O Viva Feijão não é apenas uma campanha. É um movimento para reconectar o brasileiro com um alimento que sempre esteve no centro do nosso prato, mas que vem perdendo espaço para a pressa, para os ultraprocessados, para o fast food e para a falsa ideia de que comer bem é complicado.
A proposta é simples e poderosa: devolver ao Feijão o lugar que ele merece na conversa sobre saúde, conveniência, escola, varejo, gastronomia e cultura alimentar.
O Feijão precisa voltar a ser desejado, não apenas lembrado. Precisa aparecer nas redes sociais, nas escolas, nas gôndolas, nos restaurantes, nas cozinhas das famílias e nas falas de médicos, nutricionistas, chefs, produtores e comunicadores.
O Movimento Pró-Feijão já colocou uma meta clara: aumentar o consumo per capita de Feijão no Brasil em 20% em cinco anos. O Viva Feijão é o braço de mobilização dessa causa. É a forma de transformar dado técnico em conversa pública, mercado em movimento e alimento em orgulho nacional.

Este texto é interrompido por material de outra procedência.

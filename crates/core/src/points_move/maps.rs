use glam::DVec3;
use rustc_hash::FxHashMap;

use crate::attributes::AttributeArray;
use crate::math::Coord;
use crate::paged_array::{PagedArray, ValueBuffer};
use crate::parallel;
use crate::points::PointLeaf;
use crate::tree::{coord_to_offset, leaf_origin};

/// Leaf index used when a target leaf has no source leaf at its origin.
pub(crate) const NO_SOURCE: u32 = u32::MAX;

/// Origin lookups between the source and target leaf orders.
#[derive(Debug, Clone, Default)]
pub(crate) struct LeafIndexMaps {
    pub target_leaf_map: FxHashMap<Coord, u32>,
    /// Source leaf index per target leaf, [`NO_SOURCE`] when absent.
    pub source_indices: Vec<u32>,
}

fn origin_map(origins: &[Coord]) -> FxHashMap<Coord, u32> {
    let mut map = FxHashMap::default();
    map.reserve(origins.len());
    for (idx, origin) in origins.iter().enumerate() {
        map.insert(*origin, idx as u32);
    }
    map
}

impl LeafIndexMaps {
    pub fn build(source: &[Coord], target: &[Coord], threaded: bool) -> Self {
        let (source_map, target_leaf_map) =
            parallel::join(threaded, || origin_map(source), || origin_map(target));
        let source_indices = parallel::map_indexed(target.len(), threaded, |idx| {
            source_map.get(&target[idx]).copied().unwrap_or(NO_SOURCE)
        });
        Self {
            target_leaf_map,
            source_indices,
        }
    }
}

/// A point leaving its source leaf.
#[derive(Debug, Clone, Copy, Default, PartialEq, Eq)]
pub(crate) struct GlobalMove {
    pub source_leaf: u32,
    pub target_offset: u32,
    pub source_index: u32,
}

/// A point staying inside the leaf it came from.
#[derive(Debug, Clone, Copy, Default, PartialEq, Eq)]
pub(crate) struct LocalMove {
    pub target_offset: u32,
    pub source_index: u32,
}

pub(crate) struct MoveMaps {
    /// Incoming cross-leaf moves per target leaf, sorted by
    /// (source leaf, source index) once built.
    pub global: Vec<Vec<GlobalMove>>,
    pub local: Vec<Vec<LocalMove>>,
    /// Per source leaf: no point changed voxel, left or entered the leaf.
    pub static_leaves: Vec<bool>,
}

impl MoveMaps {
    /// Records where every deformed point goes and writes its new in-voxel
    /// residual into the source position column. `targets[leaf][index]` is
    /// the index-space target position, `None` for deleted points.
    pub fn build(
        sources: &mut [PointLeaf],
        targets: &[Vec<Option<DVec3>>],
        maps: &LeafIndexMaps,
        threaded: bool,
    ) -> Self {
        let target_count = maps.source_indices.len();
        let mut global_pages: Vec<PagedArray<GlobalMove>> =
            (0..target_count).map(|_| PagedArray::new()).collect();

        let per_source = parallel::map_indexed_mut(sources, threaded, |idx, leaf| {
            let origin = leaf.origin();
            let local_target = maps.target_leaf_map.get(&origin).copied();
            let mut local = Vec::new();
            let mut buffers: FxHashMap<u32, ValueBuffer<'_, GlobalMove, 10>> =
                FxHashMap::default();
            let mut residuals = Vec::with_capacity(leaf.point_count());
            let mut is_static = true;

            for (offset, index) in leaf.iter_points() {
                let Some(position) = targets[idx].get(index).copied().flatten() else {
                    is_static = false;
                    continue;
                };
                let (voxel, residual) = Coord::split_voxel_local(position);
                residuals.push((index, residual));

                let target_offset = coord_to_offset(voxel) as u32;
                let target_origin = leaf_origin(voxel);
                if target_origin == origin {
                    local.push(LocalMove {
                        target_offset,
                        source_index: index as u32,
                    });
                    is_static &= voxel == leaf.voxel_coord(offset);
                } else {
                    let Some(&target) = maps.target_leaf_map.get(&target_origin) else {
                        debug_assert!(false, "target topology is missing leaf {target_origin:?}");
                        continue;
                    };
                    buffers
                        .entry(target)
                        .or_insert_with(|| global_pages[target as usize].buffer())
                        .push(GlobalMove {
                            source_leaf: idx as u32,
                            target_offset,
                            source_index: index as u32,
                        });
                    is_static = false;
                }
            }
            // flush staged records before the pages are read
            drop(buffers);

            let position_index = leaf.attributes().descriptor().position_index();
            if let Some(array) = position_index
                .and_then(|p| leaf.attributes_mut().get_mut(p))
                .and_then(AttributeArray::vec3_mut)
            {
                for (index, residual) in residuals {
                    array[index] = residual;
                }
            }
            (is_static, local_target.map(|target| (target, local)))
        });

        let mut local = vec![Vec::new(); target_count];
        let mut static_leaves = Vec::with_capacity(per_source.len());
        for (is_static, moves) in per_source {
            static_leaves.push(is_static);
            if let Some((target, moves)) = moves {
                local[target as usize] = moves;
            }
        }

        let global: Vec<Vec<GlobalMove>> =
            parallel::map_indexed_mut(&mut global_pages, threaded, |_, pages| {
                pages.sort_by(|a, b| {
                    (a.source_leaf, a.source_index).cmp(&(b.source_leaf, b.source_index))
                });
                pages.to_vec()
            });

        // a provisionally static leaf stops being static once anything moves in
        for (idx, leaf) in sources.iter().enumerate() {
            if !static_leaves[idx] {
                continue;
            }
            let Some(&target) = maps.target_leaf_map.get(&leaf.origin()) else {
                continue;
            };
            if global[target as usize].is_empty() {
                local[target as usize].clear();
            } else {
                static_leaves[idx] = false;
            }
        }

        Self {
            global,
            local,
            static_leaves,
        }
    }

    pub fn static_count(&self) -> usize {
        self.static_leaves.iter().filter(|s| **s).count()
    }

    pub fn global_count(&self) -> usize {
        self.global.iter().map(Vec::len).sum()
    }
}
use std::io;

use tracing_subscriber::filter::LevelFilter;
use tracing_subscriber::layer::SubscriberExt;
use tracing_subscriber::util::SubscriberInitExt;
use tracing_subscriber::Layer;

/// Installs the global subscriber. `pointgrid*` targets log at `level`, every
/// other target is held at `WARN`.
pub(crate) fn setup_tracing(level: LevelFilter) {
    let filter_layer = tracing_subscriber::filter::filter_fn(move |metadata| {
        let effective = if is_pointgrid_target(metadata.target()) {
            level
        } else {
            level.min(LevelFilter::WARN)
        };
        effective >= *metadata.level()
    });
    let fmt_layer = tracing_subscriber::fmt::layer()
        .with_ansi(false)
        .with_target(true)
        .with_writer(io::stderr);

    // a second call (tests, embedding) keeps the first subscriber
    let _ = tracing_subscriber::registry()
        .with(fmt_layer.with_filter(filter_layer))
        .try_init();
}

fn is_pointgrid_target(target: &str) -> bool {
    target.starts_with("pointgrid")
}
use std::sync::atomic::{AtomicBool, Ordering};
use std::sync::Arc;

#[derive(Clone, Debug, PartialEq)]
pub enum ProgressEvent {
    Start { name: String },
    Advance { percent: Option<i32> },
    Finish,
}

/// Receives progress events; returning `true` requests cancellation.
pub type ProgressSink = Arc<dyn Fn(ProgressEvent) -> bool + Send + Sync>;

/// Polled cancellation capability shared by the mask and rasterization
/// passes.
pub trait Interrupter: Sync {
    fn start(&self, _name: &str) {}
    fn end(&self) {}
    fn was_interrupted(&self, percent: Option<i32>) -> bool;
}

#[derive(Clone, Copy, Debug, Default)]
pub struct NullInterrupter;

impl Interrupter for NullInterrupter {
    fn was_interrupted(&self, _percent: Option<i32>) -> bool {
        false
    }
}

#[derive(Clone, Debug, Default)]
pub struct FlagInterrupter {
    flag: Arc<AtomicBool>,
}

impl FlagInterrupter {
    pub fn new() -> Self {
        Self::default()
    }

    pub fn cancel(&self) {
        self.flag.store(true, Ordering::Relaxed);
    }

    pub fn is_cancelled(&self) -> bool {
        self.flag.load(Ordering::Relaxed)
    }
}

impl Interrupter for FlagInterrupter {
    fn was_interrupted(&self, _percent: Option<i32>) -> bool {
        self.is_cancelled()
    }
}

pub struct CallbackInterrupter {
    sink: ProgressSink,
    cancelled: AtomicBool,
}

impl CallbackInterrupter {
    pub fn new(sink: ProgressSink) -> Self {
        Self {
            sink,
            cancelled: AtomicBool::new(false),
        }
    }
}

impl Interrupter for CallbackInterrupter {
    fn start(&self, name: &str) {
        if (self.sink)(ProgressEvent::Start {
            name: name.to_string(),
        }) {
            self.cancelled.store(true, Ordering::Relaxed);
        }
    }

    fn end(&self) {
        (self.sink)(ProgressEvent::Finish);
    }

    fn was_interrupted(&self, percent: Option<i32>) -> bool {
        if self.cancelled.load(Ordering::Relaxed) {
            return true;
        }
        let cancel = (self.sink)(ProgressEvent::Advance { percent });
        if cancel {
            self.cancelled.store(true, Ordering::Relaxed);
        }
        cancel
    }
}

/// Cooperative early-exit shared by the tasks of one pass. Once any task sees
/// the interrupter fire, every later poll reports cancellation without asking
/// the interrupter again.
pub(crate) struct CancelGroup<'a> {
    interrupter: Option<&'a dyn Interrupter>,
    cancelled: AtomicBool,
}

impl<'a> CancelGroup<'a> {
    pub(crate) fn new(interrupter: Option<&'a dyn Interrupter>) -> Self {
        Self {
            interrupter,
            cancelled: AtomicBool::new(false),
        }
    }

    pub(crate) fn poll(&self) -> bool {
        if self.cancelled.load(Ordering::Relaxed) {
            return true;
        }
        match self.interrupter {
            Some(interrupter) if interrupter.was_interrupted(None) => {
                self.cancelled.store(true, Ordering::Relaxed);
                true
            }
            _ => false,
        }
    }

    pub(crate) fn is_cancelled(&self) -> bool {
        self.cancelled.load(Ordering::Relaxed)
    }
}

#[cfg(test)]
mod tests {
    use std::sync::Mutex;

    use super::*;

    #[test]
    fn callback_interrupter_latches_cancellation() {
        let events = Arc::new(Mutex::new(Vec::new()));
        let seen = events.clone();
        let sink: ProgressSink = Arc::new(move |event| {
            let mut seen = seen.lock().expect("events lock");
            seen.push(event);
            seen.len() >= 3
        });
        let interrupter = CallbackInterrupter::new(sink);
        interrupter.start("pass");
        assert!(!interrupter.was_interrupted(Some(10)));
        assert!(interrupter.was_interrupted(Some(20)));
        assert!(interrupter.was_interrupted(Some(30)));
        assert_eq!(events.lock().expect("events lock").len(), 3);
    }

    #[test]
    fn cancel_group_sticks_after_first_hit() {
        let flag = FlagInterrupter::new();
        let group = CancelGroup::new(Some(&flag));
        assert!(!group.poll());
        flag.cancel();
        assert!(group.poll());
        assert!(group.is_cancelled());
    }
}
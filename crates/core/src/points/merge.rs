use std::sync::Arc;

use crate::attributes::{AttributeDescriptor, AttributeSet};
use crate::error::PointsResult;
use crate::parallel;
use crate::points_move::{move_points_to, NullDeformer};
use crate::tree::SIZE;

use super::{NullFilter, PointDataGrid, PointLeaf};

impl PointDataGrid {
    /// Moves every point of `other` into `self`, leaving `other` empty.
    ///
    /// The descriptors are unioned, so columns missing on either side are
    /// filled with their defaults. Within a shared voxel the points of `self`
    /// come first. When the transforms differ, `other` is first rebinned into
    /// the transform of `self`.
    pub fn merge_points(&mut self, other: &mut PointDataGrid, threaded: bool) -> PointsResult<usize> {
        let incoming = other.point_count();
        let descriptor = Arc::new(self.descriptor().union(other.descriptor())?);
        for leaf in self.tree.leaves_mut() {
            leaf.attributes_mut().widen(descriptor.clone());
        }
        if incoming == 0 {
            other.tree.take_leaves();
            self.descriptor = descriptor;
            return Ok(0);
        }
        if other.transform() != self.transform() {
            move_points_to(other, *self.transform(), &NullDeformer, &NullFilter, threaded)?;
        }

        let mut pairs = Vec::new();
        for mut leaf in other.tree.take_leaves() {
            leaf.attributes_mut().widen(descriptor.clone());
            match self.tree.steal_leaf(leaf.origin()) {
                Some(existing) => pairs.push((existing, leaf)),
                None => {
                    self.tree.insert_leaf(leaf);
                }
            }
        }
        tracing::debug!(
            shared_leaves = pairs.len(),
            points = incoming,
            "merging point leaves"
        );

        let merged = parallel::map_indexed(pairs.len(), threaded, |i| {
            let (a, b) = &pairs[i];
            merge_leaf(a, b, &descriptor)
        });
        for leaf in merged {
            self.tree.insert_leaf(leaf);
        }

        self.descriptor = descriptor;

        tracing::info!(
            merged = incoming,
            total = self.point_count(),
            "merged point data grids"
        );
        Ok(incoming)
    }
}

/// Interleaves two leaves voxel by voxel, `a` before `b`.
fn merge_leaf(a: &PointLeaf, b: &PointLeaf, descriptor: &Arc<AttributeDescriptor>) -> PointLeaf {
    let total = a.point_count() + b.point_count();
    let mut counts = vec![0u32; SIZE];
    let mut from_a = Vec::with_capacity(a.point_count());
    let mut from_b = Vec::with_capacity(b.point_count());
    let mut next = 0usize;
    for (offset, count) in counts.iter_mut().enumerate() {
        for index in a.voxel_range(offset) {
            from_a.push((index as usize, next));
            next += 1;
        }
        for index in b.voxel_range(offset) {
            from_b.push((index as usize, next));
            next += 1;
        }
        *count = (a.voxel_range(offset).len() + b.voxel_range(offset).len()) as u32;
    }

    let mut attributes = AttributeSet::new_uniform(descriptor.clone(), total);
    let sources = a.attributes().arrays().iter().zip(b.attributes().arrays());
    for (target, (source_a, source_b)) in attributes.arrays_mut().iter_mut().zip(sources) {
        target.copy_values(source_a, from_a.iter().copied());
        target.copy_values(source_b, from_b.iter().copied());
    }
    PointLeaf::from_counts(a.origin(), &counts, attributes)
}
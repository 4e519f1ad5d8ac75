use glam::DVec3;

use crate::math::{Coord, CoordBBox, Transform};
use crate::points::PointLeaf;
use crate::tree::{coord_to_offset, offset_to_local_coord, ValueMask, SIZE};

use super::radius::{FixedBandRadius, PointRadius};

/// Working buffers of one surface leaf during rasterization.
pub(crate) struct LeafBuffers<'a> {
    pub origin: Coord,
    pub values: &'a mut [f32],
    pub mask: &'a mut ValueMask,
    /// Closest point per voxel: point leaf index in the upper 32 bits,
    /// point index in the lower.
    pub closest: Option<Vec<i64>>,
}

/// Per-leaf transfer state machine driven by `rasterize_leaves`:
/// `initialize`, then for every point leaf near the surface leaf
/// `start_point_leaf`, `rasterize_point` per point and `end_point_leaf`,
/// then `finalize`.
pub(crate) trait TransferKernel: Clone + Send + Sync {
    /// Maximum reach of a point, in surface voxels.
    fn range(&self) -> i32;

    fn initialize(&mut self, _buffers: &mut LeafBuffers<'_>) {}

    fn start_point_leaf(&mut self, leaf: &PointLeaf, leaf_index: u32) -> bool;

    fn rasterize_point(
        &mut self,
        buffers: &mut LeafBuffers<'_>,
        leaf: &PointLeaf,
        voxel: Coord,
        index: usize,
        bounds: &CoordBBox,
    );

    /// Returns `false` once the remaining point leaves cannot change the
    /// surface leaf.
    fn end_point_leaf(&mut self, _buffers: &LeafBuffers<'_>) -> bool {
        true
    }

    fn finalize(&mut self, buffers: &mut LeafBuffers<'_>);
}

/// State shared by the signed distance kernels.
#[derive(Debug, Clone)]
pub(crate) struct SdfTransfer {
    pub position: usize,
    pub radius: PointRadius,
    pub width: i32,
    pub source: Transform,
    pub target: Transform,
    pub background: f32,
    /// Surface voxel size.
    pub dx: f64,
    leaf_bits: u64,
}

impl SdfTransfer {
    pub fn new(
        position: usize,
        radius: PointRadius,
        width: i32,
        source: Transform,
        target: Transform,
        background: f32,
    ) -> Self {
        Self {
            position,
            radius,
            width,
            source,
            target,
            background,
            dx: target.voxel_size(),
            leaf_bits: 0,
        }
    }

    fn start(&mut self, leaf_index: u32) {
        self.leaf_bits = u64::from(leaf_index) << 32;
    }

    fn closest_id(&self, index: usize) -> i64 {
        (self.leaf_bits | index as u64) as i64
    }

    fn world_position(&self, leaf: &PointLeaf, voxel: Coord, index: usize) -> DVec3 {
        let local = leaf
            .attributes()
            .get(self.position)
            .and_then(|array| array.vec3(index))
            .map(|p| DVec3::new(f64::from(p[0]), f64::from(p[1]), f64::from(p[2])))
            .unwrap_or(DVec3::ZERO);
        self.source.index_to_world(voxel.as_dvec3() + local)
    }
}

fn search_box(center: DVec3, reach: f64, bounds: &CoordBBox) -> CoordBBox {
    let mut bbox = CoordBBox::new(
        Coord::round(center - DVec3::splat(reach)),
        Coord::round(center + DVec3::splat(reach)),
    );
    bbox.intersect(bounds);
    bbox
}

/// Stamps one sphere per point and keeps the smallest signed distance per
/// voxel. Voxels deep inside a sphere are resolved to `-background` and
/// switched off.
#[derive(Debug, Clone)]
pub(crate) struct SphericalTransfer {
    sdf: SdfTransfer,
    halfband: f64,
    fixed: Option<FixedBandRadius>,
}

impl SphericalTransfer {
    pub fn new(sdf: SdfTransfer, halfband: f64) -> Self {
        let fixed = match sdf.radius {
            PointRadius::Fixed(radius) => Some(FixedBandRadius::new(radius, halfband)),
            PointRadius::Varying { .. } => None,
        };
        Self {
            sdf,
            halfband,
            fixed,
        }
    }

    fn band(&self, leaf: &PointLeaf, index: usize) -> FixedBandRadius {
        self.fixed
            .unwrap_or_else(|| FixedBandRadius::new(self.sdf.radius.eval(leaf, index), self.halfband))
    }
}

impl TransferKernel for SphericalTransfer {
    fn range(&self) -> i32 {
        self.sdf.width
    }

    fn start_point_leaf(&mut self, _leaf: &PointLeaf, leaf_index: u32) -> bool {
        self.sdf.start(leaf_index);
        true
    }

    fn rasterize_point(
        &mut self,
        buffers: &mut LeafBuffers<'_>,
        leaf: &PointLeaf,
        voxel: Coord,
        index: usize,
        bounds: &CoordBBox,
    ) {
        let p = self
            .sdf
            .target
            .world_to_index(self.sdf.world_position(leaf, voxel, index));
        let band = self.band(leaf, index);
        let bbox = search_box(p, band.max, bounds);
        if bbox.is_empty() {
            return;
        }

        // a zero inner radius must not catch a point sitting exactly on a
        // voxel center
        let min2 = if band.min_sq == 0.0 { -1.0 } else { band.min_sq };
        let max2 = band.max_sq;
        let background = self.sdf.background;
        let id = self.sdf.closest_id(index);

        for x in bbox.min.x..=bbox.max.x {
            let x2 = (f64::from(x) - p.x).powi(2);
            for y in bbox.min.y..=bbox.max.y {
                let x2y2 = x2 + (f64::from(y) - p.y).powi(2);
                for z in bbox.min.z..=bbox.max.z {
                    let offset = coord_to_offset(Coord::new(x, y, z));
                    if !buffers.mask.is_on(offset) {
                        continue;
                    }
                    let d2 = x2y2 + (f64::from(z) - p.z).powi(2);
                    if d2 >= max2 {
                        continue;
                    }
                    if d2 <= min2 {
                        buffers.values[offset] = -background;
                        buffers.mask.set_off(offset);
                        continue;
                    }
                    let distance = (self.sdf.dx * (d2.sqrt() - band.radius)) as f32;
                    if distance < buffers.values[offset] {
                        buffers.values[offset] = distance;
                        if let Some(closest) = buffers.closest.as_mut() {
                            closest[offset] = id;
                        }
                    }
                }
            }
        }
    }

    fn end_point_leaf(&mut self, buffers: &LeafBuffers<'_>) -> bool {
        !buffers.mask.is_all_off()
    }

    fn finalize(&mut self, buffers: &mut LeafBuffers<'_>) {
        // untouched voxels in the corners of the activated boxes
        let background = self.sdf.background;
        for offset in 0..SIZE {
            if buffers.mask.is_on(offset) && buffers.values[offset] == background {
                buffers.mask.set_off(offset);
            }
        }
    }
}

#[derive(Debug, Clone, Copy, Default)]
struct WeightedSample {
    weight: f64,
    position: DVec3,
    radius: f64,
}

/// Averages the world positions and radii of every point within the search
/// radius, weighted by `(1 - (d/R)^2)^3`, and measures the distance to the
/// averaged sphere.
#[derive(Debug, Clone)]
pub(crate) struct AveragePositionTransfer {
    sdf: SdfTransfer,
    search: f64,
    search_sq: f64,
    samples: Vec<WeightedSample>,
    distances: Vec<f32>,
}

impl AveragePositionTransfer {
    /// `search` is the index-space search radius.
    pub fn new(sdf: SdfTransfer, search: f64) -> Self {
        Self {
            sdf,
            search,
            search_sq: search * search,
            samples: Vec::new(),
            distances: Vec::new(),
        }
    }
}

impl TransferKernel for AveragePositionTransfer {
    fn range(&self) -> i32 {
        self.sdf.width
    }

    fn initialize(&mut self, buffers: &mut LeafBuffers<'_>) {
        self.samples.clear();
        self.samples.resize(SIZE, WeightedSample::default());
        self.distances.clear();
        if buffers.closest.is_some() {
            self.distances.resize(SIZE, f32::MAX);
        }
    }

    fn start_point_leaf(&mut self, _leaf: &PointLeaf, leaf_index: u32) -> bool {
        self.sdf.start(leaf_index);
        true
    }

    fn rasterize_point(
        &mut self,
        buffers: &mut LeafBuffers<'_>,
        leaf: &PointLeaf,
        voxel: Coord,
        index: usize,
        bounds: &CoordBBox,
    ) {
        let world = self.sdf.world_position(leaf, voxel, index);
        let p = self.sdf.target.world_to_index(world);
        let bbox = search_box(p, self.search, bounds);
        if bbox.is_empty() {
            return;
        }

        let radius = self.sdf.radius.eval(leaf, index);
        let inv_sq = 1.0 / self.search_sq;
        let id = self.sdf.closest_id(index);

        for x in bbox.min.x..=bbox.max.x {
            let x2 = (f64::from(x) - p.x).powi(2);
            for y in bbox.min.y..=bbox.max.y {
                let x2y2 = x2 + (f64::from(y) - p.y).powi(2);
                for z in bbox.min.z..=bbox.max.z {
                    let d2 = x2y2 + (f64::from(z) - p.z).powi(2);
                    if d2 >= self.search_sq {
                        continue;
                    }
                    let offset = coord_to_offset(Coord::new(x, y, z));
                    if !buffers.mask.is_on(offset) {
                        continue;
                    }

                    if let Some(closest) = buffers.closest.as_mut() {
                        let distance = (d2.sqrt() - radius) as f32;
                        if distance < self.distances[offset] {
                            self.distances[offset] = distance;
                            closest[offset] = id;
                        }
                    }

                    let weight = (1.0 - d2 * inv_sq).powi(3);
                    let sample = &mut self.samples[offset];
                    sample.weight += weight;
                    sample.position += world * weight;
                    sample.radius += radius * weight;
                }
            }
        }
    }

    fn finalize(&mut self, buffers: &mut LeafBuffers<'_>) {
        let background = self.sdf.background;
        for offset in 0..SIZE {
            if !buffers.mask.is_on(offset) {
                continue;
            }
            let sample = self.samples[offset];
            // no point reached this voxel, so it lies outside
            if sample.weight == 0.0 {
                buffers.mask.set_off(offset);
                buffers.values[offset] = background;
                continue;
            }
            let voxel = buffers.origin + offset_to_local_coord(offset);
            let center = self.sdf.target.index_to_world(voxel.as_dvec3());
            let inv = 1.0 / sample.weight;
            let position = sample.position * inv;
            let radius = sample.radius * inv * self.sdf.dx;
            let mut value = ((center - position).length() - radius) as f32;
            if value.abs() >= background {
                value = background.copysign(value);
                buffers.mask.set_off(offset);
            }
            buffers.values[offset] = value;
        }
    }
}

#[cfg(test)]
mod tests {
    use super::*;
    use crate::points::PointDataGrid;

    fn leaf_buffers<'a>(values: &'a mut [f32], mask: &'a mut ValueMask) -> LeafBuffers<'a> {
        LeafBuffers {
            origin: Coord::ZERO,
            values,
            mask,
            closest: Some(vec![-1; SIZE]),
        }
    }

    fn spherical(radius: f64) -> (PointDataGrid, SphericalTransfer) {
        let points = PointDataGrid::from_positions(&[DVec3::new(4.0, 4.0, 4.0)], Transform::linear(1.0))
            .expect("points");
        let position = points.descriptor().position_index().expect("position");
        let sdf = SdfTransfer::new(
            position,
            PointRadius::Fixed(radius),
            5,
            *points.transform(),
            *points.transform(),
            3.0,
        );
        (points, SphericalTransfer::new(sdf, 3.0))
    }

    #[test]
    fn spherical_keeps_the_minimum_distance() {
        let (points, mut kernel) = spherical(1.0);
        let leaf = points.tree().leaves().next().expect("leaf");
        let mut values = vec![3.0f32; SIZE];
        let mut mask = ValueMask::filled(true);
        let mut buffers = leaf_buffers(&mut values, &mut mask);
        let bounds = CoordBBox::cube(Coord::ZERO, 8);

        kernel.initialize(&mut buffers);
        assert!(kernel.start_point_leaf(leaf, 7));
        for (offset, index) in leaf.iter_points() {
            kernel.rasterize_point(&mut buffers, leaf, leaf.voxel_coord(offset), index, &bounds);
        }
        assert!(kernel.end_point_leaf(&buffers));
        kernel.finalize(&mut buffers);

        let at = |c: Coord| coord_to_offset(c);
        // center voxel is inside the sphere but within the band
        assert!((buffers.values[at(Coord::new(4, 4, 4))] + 1.0).abs() < 1.0e-6);
        assert!((buffers.values[at(Coord::new(6, 4, 4))] - 1.0).abs() < 1.0e-6);
        assert!(buffers.mask.is_on(at(Coord::new(6, 4, 4))));
        // beyond radius + halfband
        assert!(!buffers.mask.is_on(at(Coord::new(0, 0, 0))));
        let closest = buffers.closest.as_ref().expect("closest");
        assert_eq!(closest[at(Coord::new(6, 4, 4))], 7i64 << 32);
    }

    #[test]
    fn spherical_resolves_deep_interior_voxels() {
        let (points, mut kernel) = spherical(5.0);
        let leaf = points.tree().leaves().next().expect("leaf");
        let mut values = vec![3.0f32; SIZE];
        let mut mask = ValueMask::filled(true);
        let mut buffers = leaf_buffers(&mut values, &mut mask);
        let bounds = CoordBBox::cube(Coord::ZERO, 8);

        kernel.start_point_leaf(leaf, 0);
        kernel.rasterize_point(&mut buffers, leaf, Coord::new(4, 4, 4), 0, &bounds);
        let center = coord_to_offset(Coord::new(4, 4, 4));
        assert!(!buffers.mask.is_on(center));
        assert_eq!(buffers.values[center], -3.0);
        // within the inner radius of 2 voxels
        assert!(!buffers.mask.is_on(coord_to_offset(Coord::new(5, 4, 4))));
        assert!(buffers.mask.is_on(coord_to_offset(Coord::new(7, 4, 4))));
    }

    #[test]
    fn averaged_kernel_recovers_a_single_sphere() {
        let points = PointDataGrid::from_positions(&[DVec3::new(4.0, 4.0, 4.0)], Transform::linear(1.0))
            .expect("points");
        let position = points.descriptor().position_index().expect("position");
        let sdf = SdfTransfer::new(
            position,
            PointRadius::Fixed(1.0),
            3,
            *points.transform(),
            *points.transform(),
            3.0,
        );
        let mut kernel = AveragePositionTransfer::new(sdf, 3.0);
        let leaf = points.tree().leaves().next().expect("leaf");
        let mut values = vec![3.0f32; SIZE];
        let mut mask = ValueMask::filled(true);
        let mut buffers = leaf_buffers(&mut values, &mut mask);
        let bounds = CoordBBox::cube(Coord::ZERO, 8);

        kernel.initialize(&mut buffers);
        kernel.start_point_leaf(leaf, 2);
        kernel.rasterize_point(&mut buffers, leaf, Coord::new(4, 4, 4), 0, &bounds);
        kernel.finalize(&mut buffers);

        let at = |c: Coord| coord_to_offset(c);
        assert!((buffers.values[at(Coord::new(6, 4, 4))] - 1.0).abs() < 1.0e-6);
        assert!(buffers.values[at(Coord::new(4, 4, 5))].abs() < 1.0e-6);
        // outside the search radius: no weight
        assert!(!buffers.mask.is_on(at(Coord::new(0, 0, 0))));
        assert_eq!(buffers.values[at(Coord::new(0, 0, 0))], 3.0);
        let closest = buffers.closest.as_ref().expect("closest");
        assert_eq!(closest[at(Coord::new(5, 4, 4))], 2i64 << 32);
    }
}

Minha fala hoje será nessa direção: não podemos esperar que uma grande campanha nacional resolva tudo sozinha. Cada elo da cadeia pode fazer sua parte agora. O produtor contando melhor sua história.
O empacotador valorizando mais o produto. O varejo criando ações inteligentes. As escolas ensinando as crianças a comer comida de verdade. E todos nós repetindo, com convicção, que Feijão não é passado.
Feijão é futuro no prato.
E quem entender isso antes estará melhor posicionado na produção, no mercado e na comunicação com o consumidor.